Elucidation of a basic protein, glyceraldehyde-3-phosphate dehydrogenase, as a contributing factor to raise Mg-ATPase activity of myofibrils during meat conditioning

Abstract

We investigated the factor which increased the maximum value of the Mg-ATPase activity of myofibrils existing at low KCl concentrations during meat conditioning. On the treatment of myofibrils with the solution extracted with the buffer of pH 7.2 from muscle, the Mg-ATPase activity in the presence of 0–0.15 M KCl increased time-dependently. This change was most remarkable in the range of pH 5.6–7.0. Trypsin treatment of the extract abolished such effect, suggesting that the responsible factors were proteins. The fractionation of the extract with isoelectric focusing demonstrated that the factors were basic proteins (pI 8.3–9.6).
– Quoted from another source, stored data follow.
//! cleancity-rs - Observation record service
//!
//! Loads configuration, opens the database under the root folder, brings up
//! the classifier and serves the HTTP API until Ctrl+C or SIGTERM.

use anyhow::{Context, Result};
use clap::Parser;
use cleancity_common::config::{
    load_toml_config, RootFolderInitializer, RootFolderResolver, ROOT_FOLDER_ENV,
};
use cleancity_common::db::init_database;
use cleancity_rs::classifier::{ClassificationGateway, StaticScoreModel};
use cleancity_rs::store::RecordStore;
use cleancity_rs::{build_router, AppState};
use std::path::PathBuf;
use std::sync::Arc;
use tokio::signal;
use tracing::{info, warn};
use tracing_subscriber::{layer::SubscriberExt, util::SubscriberInitExt};

/// Command-line arguments for cleancity-rs
#[derive(Parser, Debug)]
#[command(name = "cleancity-rs")]
#[command(about = "Waste observation ingestion, validation and aggregation service")]
#[command(version)]
struct Args {
    /// Root folder holding the database and uploaded images
    #[arg(short, long, env = ROOT_FOLDER_ENV)]
    root_folder: Option<PathBuf>,

    /// Config file (defaults to the platform config dir)
    #[arg(short, long, env = "CLEANCITY_CONFIG")]
    config: Option<PathBuf>,

    /// Port to listen on, overriding the config file
    #[arg(short, long, env = "CLEANCITY_PORT")]
    port: Option<u16>,
}

#[tokio::main]
async fn main() -> Result<()> {
    let args = Args::parse();
    let config = load_toml_config(args.config.as_deref()).context("Failed to load config")?;

    // RUST_LOG wins over the config file level
    let level = &config.logging.level;
    tracing_subscriber::registry()
        .with(
            tracing_subscriber::EnvFilter::try_from_default_env().unwrap_or_else(|_| {
                format!("cleancity_rs={0},cleancity_common={0},tower_http={0}", level).into()
            }),
        )
        .with(tracing_subscriber::fmt::layer())
        .init();

    info!(
        "Starting CleanCity record service (cleancity-rs) v{} [{}] built {} ({})",
        env!("CARGO_PKG_VERSION"),
        env!("GIT_HASH"),
        env!("BUILD_TIMESTAMP"),
        env!("BUILD_PROFILE")
    );

    let root_folder = RootFolderResolver::new()
        .with_cli_arg(args.root_folder)
        .with_config(&config)
        .resolve();
    let initializer = RootFolderInitializer::new(root_folder);
    initializer
        .ensure_directory_exists()
        .context("Failed to prepare root folder")?;
    info!("Root folder: {}", initializer.root_folder().display());

    let pool = init_database(&initializer.database_path())
        .await
        .context("Failed to open database")?;
    let store = RecordStore::open(pool)
        .await
        .context("Failed to open record store")?;

    let gateway = Arc::new(ClassificationGateway::not_ready());
    if config.classifier.enabled {
        match StaticScoreModel::from_config(&config.classifier) {
            Ok(model) => {
                gateway.initialize(Arc::new(model));
                info!(categories = ?config.classifier.categories, "Classifier ready");
            }
            Err(e) => warn!("Classifier failed to load, uploads will be unclassified: {}", e),
        }
    } else {
        info!("Classifier disabled, uploads will be unclassified");
    }

    if config.admin_token.is_none() {
        warn!("No admin_token configured; admin routes are open");
    }

    let state = AppState::new(
        store,
        gateway,
        initializer.uploads_path(),
        config.aggregation.clone(),
    )
    .with_admin_token(config.admin_token.clone());
    let app = build_router(state);

    let port = args.port.unwrap_or(config.port);
    let addr = format!("{}:{}", config.host, port);
    let listener = tokio::net::TcpListener::bind(&addr)
        .await
        .with_context(|| format!("Failed to bind to {}", addr))?;
    info!("cleancity-rs listening on http://{}", addr);
    info!("Health check: http://{}/health", addr);

    axum::serve(listener, app)
        .with_graceful_shutdown(shutdown_signal())
        .await
        .context("Server error")?;

    info!("Server shutdown complete");
    Ok(())
}

/// Resolves on Ctrl+C or SIGTERM
async fn shutdown_signal() {
    let ctrl_c = async {
        if let Err(e) = signal::ctrl_c().await {
            warn!("Failed to listen for Ctrl+C: {}", e);
            std::future::pending::<()>().await;
        }
    };

    #[cfg(unix)]
    let terminate = async {
        match signal::unix::signal(signal::unix::SignalKind::terminate()) {
            Ok(mut sigterm) => {
                sigterm.recv().await;
            }
            Err(e) => {
                warn!("Failed to install SIGTERM handler: {}", e);
                std::future::pending::<()>().await;
            }
        }
    };

    #[cfg(not(unix))]
    let terminate = std::future::pending::<()>();

    tokio::select! {
        _ = ctrl_c => info!("Received Ctrl+C, shutting down"),
        _ = terminate => info!("Received terminate signal, shutting down"),
    }
}
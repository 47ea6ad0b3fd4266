//! Upload endpoint
//!
//! Accepts a JSON body with the image as base64. A `data:` URL prefix, as
//! produced by browser file readers, is stripped before decoding.

use axum::{
    extract::{rejection::JsonRejection, State},
    http::StatusCode,
    Json,
};
use base64::{engine::general_purpose::STANDARD, Engine as _};
use serde::Deserialize;

use super::RecordView;
use crate::error::{Error, Result};
use crate::services::IngestRequest;
use crate::AppState;

/// POST /api/upload body
///
/// Every field is optional at the parse level so a missing one reports as an
/// invalid observation rather than a generic body rejection.
#[derive(Debug, Deserialize)]
pub struct UploadRequest {
    pub contributor_id: Option<String>,
    pub image_base64: Option<String>,
    pub lat: Option<f64>,
    pub lng: Option<f64>,
}

impl UploadRequest {
    fn into_ingest(self) -> Result<IngestRequest> {
        let contributor_id = required(self.contributor_id, "contributor_id")?;
        let encoded = required(self.image_base64, "image_base64")?;
        let lat = required(self.lat, "lat")?;
        let lng = required(self.lng, "lng")?;

        Ok(IngestRequest {
            contributor_id,
            image: decode_image(&encoded)?,
            lat,
            lng,
        })
    }
}

fn required<T>(value: Option<T>, field: &str) -> Result<T> {
    value.ok_or_else(|| Error::InvalidObservation(format!("{} is required", field)))
}

fn decode_image(encoded: &str) -> Result<Vec<u8>> {
    let payload = match encoded.split_once(";base64,") {
        Some((prefix, rest)) if prefix.starts_with("data:") => rest,
        _ => encoded,
    };
    STANDARD
        .decode(payload.trim())
        .map_err(|e| Error::InvalidObservation(format!("image_base64 is not valid base64: {}", e)))
}

/// POST /api/upload
pub async fn upload_record(
    State(state): State<AppState>,
    body: std::result::Result<Json<UploadRequest>, JsonRejection>,
) -> Result<(StatusCode, Json<RecordView>)> {
    let Json(request) = body.map_err(|e| Error::InvalidObservation(e.body_text()))?;
    let record = state.ingestion.ingest(request.into_ingest()?).await?;
    Ok((StatusCode::CREATED, Json(record.into())))
}

#[cfg(test)]
mod tests {
    use super::*;

    #[test]
    fn test_decode_plain_and_data_url() {
        let plain = STANDARD.encode(b"hello");
        assert_eq!(decode_image(&plain).unwrap(), b"hello");

        let data_url = format!("data:image/png;base64,{}", plain);
        assert_eq!(decode_image(&data_url).unwrap(), b"hello");
    }

    #[test]
    fn test_decode_rejects_garbage() {
        assert!(matches!(
            decode_image("not base64 !!"),
            Err(Error::InvalidObservation(_))
        ));
    }

    #[test]
    fn test_missing_field_is_invalid_observation() {
        let request = UploadRequest {
            contributor_id: Some("alice".into()),
            image_base64: Some(STANDARD.encode(b"x")),
            lat: None,
            lng: Some(77.0),
        };
        match request.into_ingest() {
            Err(Error::InvalidObservation(msg)) => assert!(msg.contains("lat")),
            other => panic!("expected InvalidObservation, got {:?}", other.map(|r| r.lat)),
        }
    }
}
The treatment of myofibrils with those basic proteins under various conditions suggested that the time-dependent adhesion of those basic proteins, through a denaturation at around pH 5.5, to myofibrils was assumed to raise the Mg-ATPase activity. Analysis of myofibrils prepared from rabbit muscles stored at 0°C for 12 days postmortem showed the appearance of the 35,000 Da protein, accompanied the increase in the Mg-ATPase activity. Therefore, the adhesion of this protein to myofibrils in situ probably caused the increase in the Mg-ATPase activity. Successive treatment with the basic protein and the crude cathepsin increased the dependency of the Mg-ATPase activity on KCl concentrations and the maximum value of the Mg-ATPase activity. Therefore, the coordinate action of a basic 35,000 Da protein and cathepsins was presumed to induce the changes in the Mg-ATPase activity of myofibrils during meat conditioning. The basic protein was concluded to be glyceraldehyde-3-phosphate dehydrogenase (its subunit molecular mass: 35,000 Da), since the incubation of myofibrils with its commercial preparation raised the Mg-ATPase activity of myofibrils.